It has come to this. An impeached president—still pending trial in the Senate—orders the assassination of a leading Iranian general as he is meeting with the leader of Iraq, a supposed ally. He does so without consultation, much less approval, of Congress. Besieged at home, he lashes out abroad.
This president ran on the promise to end the “endless wars” in the Middle East. Earlier, he ordered and then wisely called off bombing strikes on Iran, saying that he did not want a war. Now he claims that he has acted to stop a war, not start one. He is either deliberately misleading the American people or deluding himself. Assassination of a foreign official is not the road to peace; violence almost inevitably begets violence. He has acted on what his own officials call “razor-thin” evidence, shocking his own military advisers.
U.S. presidents now claim the right—and have the capability—to target and assassinate anyone in any place, foreigner or citizen, if they decide—on the basis of secret and often scanty intelligence—that the person may be considering an attack on U.S. allies or soldiers or representatives in the future. They call this potential threat evidence of an “imminent attack,” to pay mock respect to the international law that they are trampling.
General Qassem Souleimani is portrayed as a terrorist with American blood on his hands. But he was not a stateless terrorist. He was a high official in a foreign government with which we are not at war. Assassinating him is an act of war. Ironically, Iran and the Shiite militias in Iraq that Souleimani guided were leading, if unacknowledged, allies in the fight against ISIS, who are largely Sunnis. Similarly, those who attacked the U.S. on 9/11 were Sunnis, almost all from Saudi Arabia, funded largely by Saudi money. The Taliban in Afghanistan are Sunni. The attack on Yemen was led by Saudi Arabia, which is Sunni.
Iran fought against ISIS in Iraq and Syria. Yet, somehow, it has become Trump’s leading target.
The road to this escalating conflict can be traced back to Trump’s perverse hatred of all things achieved by former President Barack Obama. One of Trump’s first acts was to pull the U.S. out of the Iran nuclear pact, over the objections of our allies and his own military advisers. He ramped up sanctions on Iran, seeking to force them to surrender to a “better deal.” The result has been escalating tension and violence, as Iran has demonstrated—in attacks on Saudi oil facilities and on tankers in the Persian Gulf —that it has the capacity to strike back. Now, after the assassination, the entire region girds itself for the retaliation that has already been promised.

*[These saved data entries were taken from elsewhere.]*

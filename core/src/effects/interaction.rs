//! Interaction wrappers: marquee, clip-reveal and hover-lift.
//!
//! The wrappers keep no state of their own. Clip-reveal and hover-lift
//! depend on a single runtime flag (seen / hovered) that the caller owns;
//! [`RevealLatch`] and [`HoverLift`] are the small state holders the front
//! end keeps for that flag.

use nexus_types::InteractionKind;

use super::{ACCENT_CYAN, VisualSpec, join_classes};

/// Loop length used when no usable speed is given.
pub const DEFAULT_MARQUEE_SECS: f64 = 20.0;

const REVEAL_EASE: &str = "cubic-bezier(0.16, 1, 0.3, 1)";
const CLIP_HIDDEN: &str = "polygon(0 0, 0 0, 0 100%, 0% 100%)";
const CLIP_SHOWN: &str = "polygon(0 0, 100% 0, 100% 100%, 0 100%)";

const MARQUEE_MASK: &str = "linear-gradient(to right, transparent, black 10%, black 90%, transparent)";

/// Horizontally looping content.
///
/// The content is rendered twice side by side and the track slides left by
/// half its width per cycle, so the loop is seamless.
#[derive(Debug, Clone, PartialEq)]
pub struct MarqueeSpec {
    duration_secs: f64,
    class: String,
}

impl MarqueeSpec {
    /// Number of content copies in the track.
    pub const COPIES: usize = 2;

    /// CSS iteration count: the loop never ends.
    pub const ITERATIONS: &'static str = "infinite";

    pub fn new(speed_secs: f64) -> Self {
        Self::with_class(speed_secs, "")
    }

    pub fn with_class(speed_secs: f64, extra_class: &str) -> Self {
        let duration_secs = if speed_secs.is_finite() && speed_secs > 0.0 {
            speed_secs
        } else {
            DEFAULT_MARQUEE_SECS
        };
        Self {
            duration_secs,
            class: join_classes("marquee", extra_class),
        }
    }

    /// Seconds per loop.
    pub fn duration_secs(&self) -> f64 {
        self.duration_secs
    }

    pub fn copies(&self) -> usize {
        Self::COPIES
    }

    /// Clipping container with faded edges.
    pub fn container(&self) -> VisualSpec {
        VisualSpec::new(
            self.class.clone(),
            format!("mask-image: {MARQUEE_MASK}; -webkit-mask-image: {MARQUEE_MASK};"),
        )
    }

    /// Animated track holding the copies.
    pub fn track(&self) -> VisualSpec {
        VisualSpec::new(
            "marquee-track",
            format!(
                "animation: nexus-marquee {}s linear {};",
                self.duration_secs,
                Self::ITERATIONS
            ),
        )
    }
}

impl Default for MarqueeSpec {
    fn default() -> Self {
        Self::new(DEFAULT_MARQUEE_SECS)
    }
}

/// One-shot visibility latch.
///
/// Flips on the first visible observation and stays flipped; later
/// observations, visible or not, never fire again.
#[derive(Debug, Clone, Copy, PartialEq, Eq, Default)]
pub struct RevealLatch {
    revealed: bool,
}

impl RevealLatch {
    pub fn new() -> Self {
        Self::default()
    }

    /// Feed a visibility observation. Returns true only when this call
    /// triggers the reveal.
    pub fn observe(&mut self, is_visible: bool) -> bool {
        if self.revealed || !is_visible {
            return false;
        }
        self.revealed = true;
        true
    }

    pub fn is_revealed(&self) -> bool {
        self.revealed
    }
}

/// Inline style of a clip-reveal element.
pub fn clip_reveal_style(revealed: bool) -> String {
    let clip = if revealed { CLIP_SHOWN } else { CLIP_HIDDEN };
    format!("clip-path: {clip}; transition: clip-path 0.8s {REVEAL_EASE};")
}

/// Pointer hover state of a hover-lift element.
#[derive(Debug, Clone, Copy, PartialEq, Eq, Default)]
pub struct HoverLift {
    hovered: bool,
}

impl HoverLift {
    pub fn new() -> Self {
        Self::default()
    }

    pub fn enter(&mut self) {
        self.hovered = true;
    }

    pub fn leave(&mut self) {
        self.hovered = false;
    }

    pub fn style(&self) -> String {
        hover_lift_style(self.hovered)
    }
}

/// Inline style of a hover-lift element.
pub fn hover_lift_style(hovered: bool) -> String {
    let transition =
        "transition: transform 0.4s ease-out, border-color 0.4s ease-out, box-shadow 0.4s ease-out;";
    if hovered {
        format!(
            "{transition} transform: translateY(-5px); border-color: {ACCENT_CYAN}; \
             box-shadow: 0 10px 40px -10px rgba(0, 242, 255, 0.15);"
        )
    } else {
        transition.to_string()
    }
}

/// Rendered form of an interaction wrapper.
#[derive(Debug, Clone, PartialEq)]
pub enum InteractionVisual {
    Marquee(MarqueeSpec),
    /// Clip-path reveal; style comes from [`clip_reveal_style`].
    ClipReveal { class: String },
    /// Hover lift; style comes from [`hover_lift_style`].
    HoverLift { class: String },
    /// Unknown kind: the content in a plain wrapper.
    Unstyled { class: String },
}

/// Describe an interaction wrapper. `speed_secs` only affects marquees.
pub fn interaction_visual(
    kind: &InteractionKind,
    extra_class: &str,
    speed_secs: Option<f64>,
) -> InteractionVisual {
    match kind {
        InteractionKind::Marquee => InteractionVisual::Marquee(MarqueeSpec::with_class(
            speed_secs.unwrap_or(DEFAULT_MARQUEE_SECS),
            extra_class,
        )),
        InteractionKind::TextReveal => InteractionVisual::ClipReveal {
            class: join_classes("clip-reveal", extra_class),
        },
        InteractionKind::HoverLift => InteractionVisual::HoverLift {
            class: join_classes("hover-lift", extra_class),
        },
        InteractionKind::Unknown(name) => {
            tracing::trace!(interaction = %name, "unknown interaction, rendering unstyled");
            InteractionVisual::Unstyled {
                class: extra_class.trim().to_string(),
            }
        }
    }
}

This is utter folly. Under George W. Bush, the U.S. destabilized this region by invading Iraq. That calamity has fostered escalating violence. Obama added to the mess seeking regime change in Syria and in Libya, spreading the chaos.
Trump was right when he said it was time for the U.S. to get out of the Middle East. We have no stake in the spreading conflict between Sunnis and Shiites. We have no desire to send the hundreds of thousands of troops needed to win a war or enforce a peace. All we are doing is squandering American lives and resources in an armed presence that simply adds to the violence without leading to a resolution.
Why has Trump abandoned his campaign promise? Why did he abandon his wise decision not to strike Iran earlier? The only thing that has changed is that he has been impeached. Is he ramping up violence abroad to distract from the overwhelming evidence of his offenses? Is he using the U.S. military as a political campaign prop?
The next move is in Iran’s hands. If the regime reacts predictably by striking back, the assassination will lead to escalating violence. Eye for an eye, tooth for a tooth, and soon all are left without sight and without teeth. Iran could—if its leaders can rise above their grief and their anger—use this moment to take an initiative for peace, calling on our allies to join in convening a negotiation, opening a path to less violence and greater exchange. Trump may not wish to respond, but surely U.S. allies in Europe would jump at the chance.
Clearly Congress must assert its constitutional war powers and limit the license of this or any president to wage war or assassinate foreign leaders on a whim. It must insist on public hearings to review the basis for the assassination. We need hearings on what we are doing in the Middle East and how we begin to bring the troops home. Congress needs to pass a renewed war powers resolution instructing the president to bring the troops home, not send more of them to the region.
If Congress cannot curb a rogue president, then this republic is in deep trouble. And the American people and its soldiers are headed deeper into wars without victory and without end.